Words Are Spells: The Quiet Power You’re Using Every Day

Words Are Spells: The Quiet Power You’re Using Every Day

Have you ever walked away from a conversation feeling lighter… or strangely heavier—and not quite sure why?

Sometimes it’s not what happened. It’s what was said. A single phrase can lift your chest or tighten it. A casual comment can linger longer than we expect. And if you pay close enough attention, you start to notice something subtle but powerful: words don’t just describe your world—they shape it.

This idea sits at the heart of a recent episode of The Giddyup Guide to the Galaxy, where a simple story opens the door to something deeper.


The Invisible Weight of Words

We tend to think of words as harmless. Just sounds. Just language. But they carry something more—tone, intention, energy.

Say “I can’t do this” enough times, and your world starts to shrink. Say “I’m figuring this out,” and something opens.

The shift is small, almost unnoticeable at first. But over time, those words begin to build a pattern. And patterns become perspective.

The real insight here isn’t that positivity fixes everything. It’s that language quietly guides attention. It nudges your mind toward what’s possible—or what isn’t.

And once you see that, it’s hard to unsee.


A Garden That Listens

In the episode, Reya and Kai stumble across a hidden garden—one that doesn’t just grow on sunlight and water, but on words.

When Reya speaks kindly to a small flower, it responds. It brightens. It lifts. But when she casually calls the place “weird,” something nearby wilts.

It’s a simple moment, but it lands.

Because we’ve all seen versions of that garden.

In conversations. In relationships. Even in ourselves.

Think about the last time someone encouraged you at the exact right moment. Or the time a passing comment stuck with you longer than it should have.

Words don’t just pass through us—they take root.

We don’t just speak into the world. We shape it, one sentence at a time.

A Thought From the Trail

There’s something about being outside that makes this easier to notice. Maybe it’s the quiet. Maybe it’s the way nature responds to presence without needing explanation.

I remember sitting near a fire not long ago, hands wrapped around a warm drink, listening more than talking. Someone said something simple—nothing groundbreaking—but it landed differently in that space. Slower. More intentional.

At some point, someone passed a Giddyup Glove across the circle, and it was one of those small moments that made everything feel more grounded. Comfortable. Like the environment and the conversation were working together.

That’s when it hit me—context changes how words land. And presence changes how we use them.

The podcast plays with this idea through story, but it’s not just imagination. It’s observation. The same way a garden reacts to care or neglect, so do people. So do we.

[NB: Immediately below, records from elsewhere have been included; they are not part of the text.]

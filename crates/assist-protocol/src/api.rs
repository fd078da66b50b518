//! Gateway HTTP contract shared by the server and the client.

use serde::{Deserialize, Serialize};

use crate::{Interaction, Message, MessageInput};

pub const SEND_MESSAGE_ENDPOINT: &str = "/api/assistant/send_message";
pub const REGENERATE_ENDPOINT: &str = "/api/assistant/regenerate";
pub const ABORT_ENDPOINT: &str = "/api/assistant/abort";
pub const CONVERSATION_ENDPOINT: &str = "/api/assistant/conversations/{conversation_id}";

/// Response header announcing that the body is a stream of frames.
pub const STREAM_HEADER: &str = "x-stream";
/// Response header naming the frame convention of a streamed body.
pub const STREAM_FRAMING_HEADER: &str = "x-stream-framing";

fn default_stream() -> bool {
    true
}

#[derive(Debug, Clone, Serialize, Deserialize, PartialEq, Eq)]
#[serde(rename_all = "camelCase")]
/// Body of `POST /api/assistant/send_message`.
pub struct SendMessageRequest {
    pub input: MessageInput,
    #[serde(default, skip_serializing_if = "Option::is_none")]
    pub conversation_id: Option<String>,
    #[serde(default = "default_stream")]
    pub stream: bool,
}

#[derive(Debug, Clone, Serialize, Deserialize, PartialEq, Eq)]
#[serde(rename_all = "camelCase")]
/// Body of `PUT /api/assistant/regenerate`.
pub struct RegenerateRequest {
    pub conversation_id: String,
    pub interaction_id: String,
}

#[derive(Debug, Clone, Serialize, Deserialize, PartialEq, Eq)]
#[serde(rename_all = "camelCase")]
/// Body of `POST /api/assistant/abort`.
pub struct AbortRequest {
    pub conversation_id: String,
}

#[derive(Debug, Clone, Copy, Serialize, Deserialize, PartialEq, Eq)]
/// Reply of `POST /api/assistant/abort`.
pub struct AbortResponse {
    pub aborted: bool,
}

#[derive(Debug, Clone, Serialize, Deserialize, PartialEq, Eq, Default)]
#[serde(rename_all = "camelCase")]
/// Non-streamed reply: one completed question/answer round.
pub struct ChatRound {
    pub conversation_id: String,
    pub interaction_id: String,
    #[serde(default)]
    pub interactions: Vec<Interaction>,
    #[serde(default)]
    pub messages: Vec<Message>,
}

/// Expands the conversation route template for one id, percent-encoding it
/// as a single path segment.
pub fn conversation_path(conversation_id: &str) -> String {
    CONVERSATION_ENDPOINT.replace(
        "{conversation_id}",
        &percent_encode_path_segment(conversation_id),
    )
}

fn percent_encode_path_segment(value: &str) -> String {
    const HEX: &[u8; 16] = b"0123456789ABCDEF";
    let mut encoded = String::with_capacity(value.len());
    for byte in value.bytes() {
        let is_unreserved = matches!(
            byte,
            b'A'..=b'Z' | b'a'..=b'z' | b'0'..=b'9' | b'-' | b'_' | b'.' | b'~'
        );
        if is_unreserved {
            encoded.push(char::from(byte));
        } else {
            encoded.push('%');
            encoded.push(char::from(HEX[usize::from(byte >> 4)]));
            encoded.push(char::from(HEX[usize::from(byte & 0x0F)]));
        }
    }
    encoded
}
use std::path::Path;

use anyhow::{bail, Context, Result};

use crate::time_utils::current_unix_timestamp_ms;

/// Writes text using a temp file + rename so readers never observe partial data.
pub fn write_text_atomic(path: &Path, content: &str) -> Result<()> {
    if path.as_os_str().is_empty() {
        bail!("destination path cannot be empty");
    }
    if path.is_dir() {
        bail!("destination path '{}' is a directory", path.display());
    }

    let parent_dir = path
        .parent()
        .filter(|dir| !dir.as_os_str().is_empty())
        .unwrap_or_else(|| Path::new("."));
    std::fs::create_dir_all(parent_dir)
        .with_context(|| format!("failed to create {}", parent_dir.display()))?;

    let temp_name = format!(
        ".{}.tmp-{}-{}",
        path.file_name()
            .and_then(|name| name.to_str())
            .unwrap_or("conversation"),
        std::process::id(),
        current_unix_timestamp_ms()
    );
    let temp_path = parent_dir.join(temp_name);
    std::fs::write(&temp_path, content)
        .with_context(|| format!("failed to write temporary file {}", temp_path.display()))?;
    std::fs::rename(&temp_path, path).with_context(|| {
        format!(
            "failed to rename temporary file {} to {}",
            temp_path.display(),
            path.display()
        )
    })?;
    Ok(())
}
use tracing::level_filters::LevelFilter;
use tracing_subscriber::EnvFilter;

pub(crate) fn init_tracing() {
    let env_filter = EnvFilter::builder()
        .with_default_directive(LevelFilter::WARN.into())
        .from_env_lossy();

    tracing_subscriber::fmt()
        .with_env_filter(env_filter)
        .with_writer(std::io::stderr)
        .with_target(false)
        .compact()
        .init();
}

Try This: A Small Shift That Changes Everything

You don’t need to overhaul your vocabulary overnight. Just start with awareness.

  • Notice one phrase you repeat often, especially a negative one.
  • Replace it with a neutral or growth-focused version.
  • Say it out loud—your brain responds differently when it hears you.

That’s it. No pressure to be perfect. Just a small adjustment.

Because even one word, repeated over time, can shift how you see yourself.


The Words You Don’t Say Out Loud

There’s another layer to this—and it might be the most important one.

The words you say in your head.

They don’t echo in a room. No one reacts to them visibly. But they shape your internal landscape just as much as anything spoken aloud.

Maybe even more.

That quiet voice that says, “You’re not ready,” or “You always mess this up”—it’s easy to let it run unchecked because no one else hears it.

But if words are spells, then those count too.

And the shift isn’t about forcing positivity. It’s about choosing something slightly more honest, slightly more supportive.

“I’m learning.”
“I didn’t get it this time.”
“I can try again.”

Not perfect. Just better.


What Grows From Here?

The story of Reya and the garden is just the beginning. It’s a playful way to explore something deeply real—that what we say, think, and repeat becomes the environment we live in.

And maybe the question isn’t whether words have power.

It’s whether we’re paying attention to how we’re using them.

So here’s something to sit with:

What’s one word that makes you feel lighter when you say it?

Say it out loud. Let it land. And notice what shifts.

Then, if it feels right, share it. Because just like in the garden, what you put into the world has a way of growing—often in ways you don’t immediately see.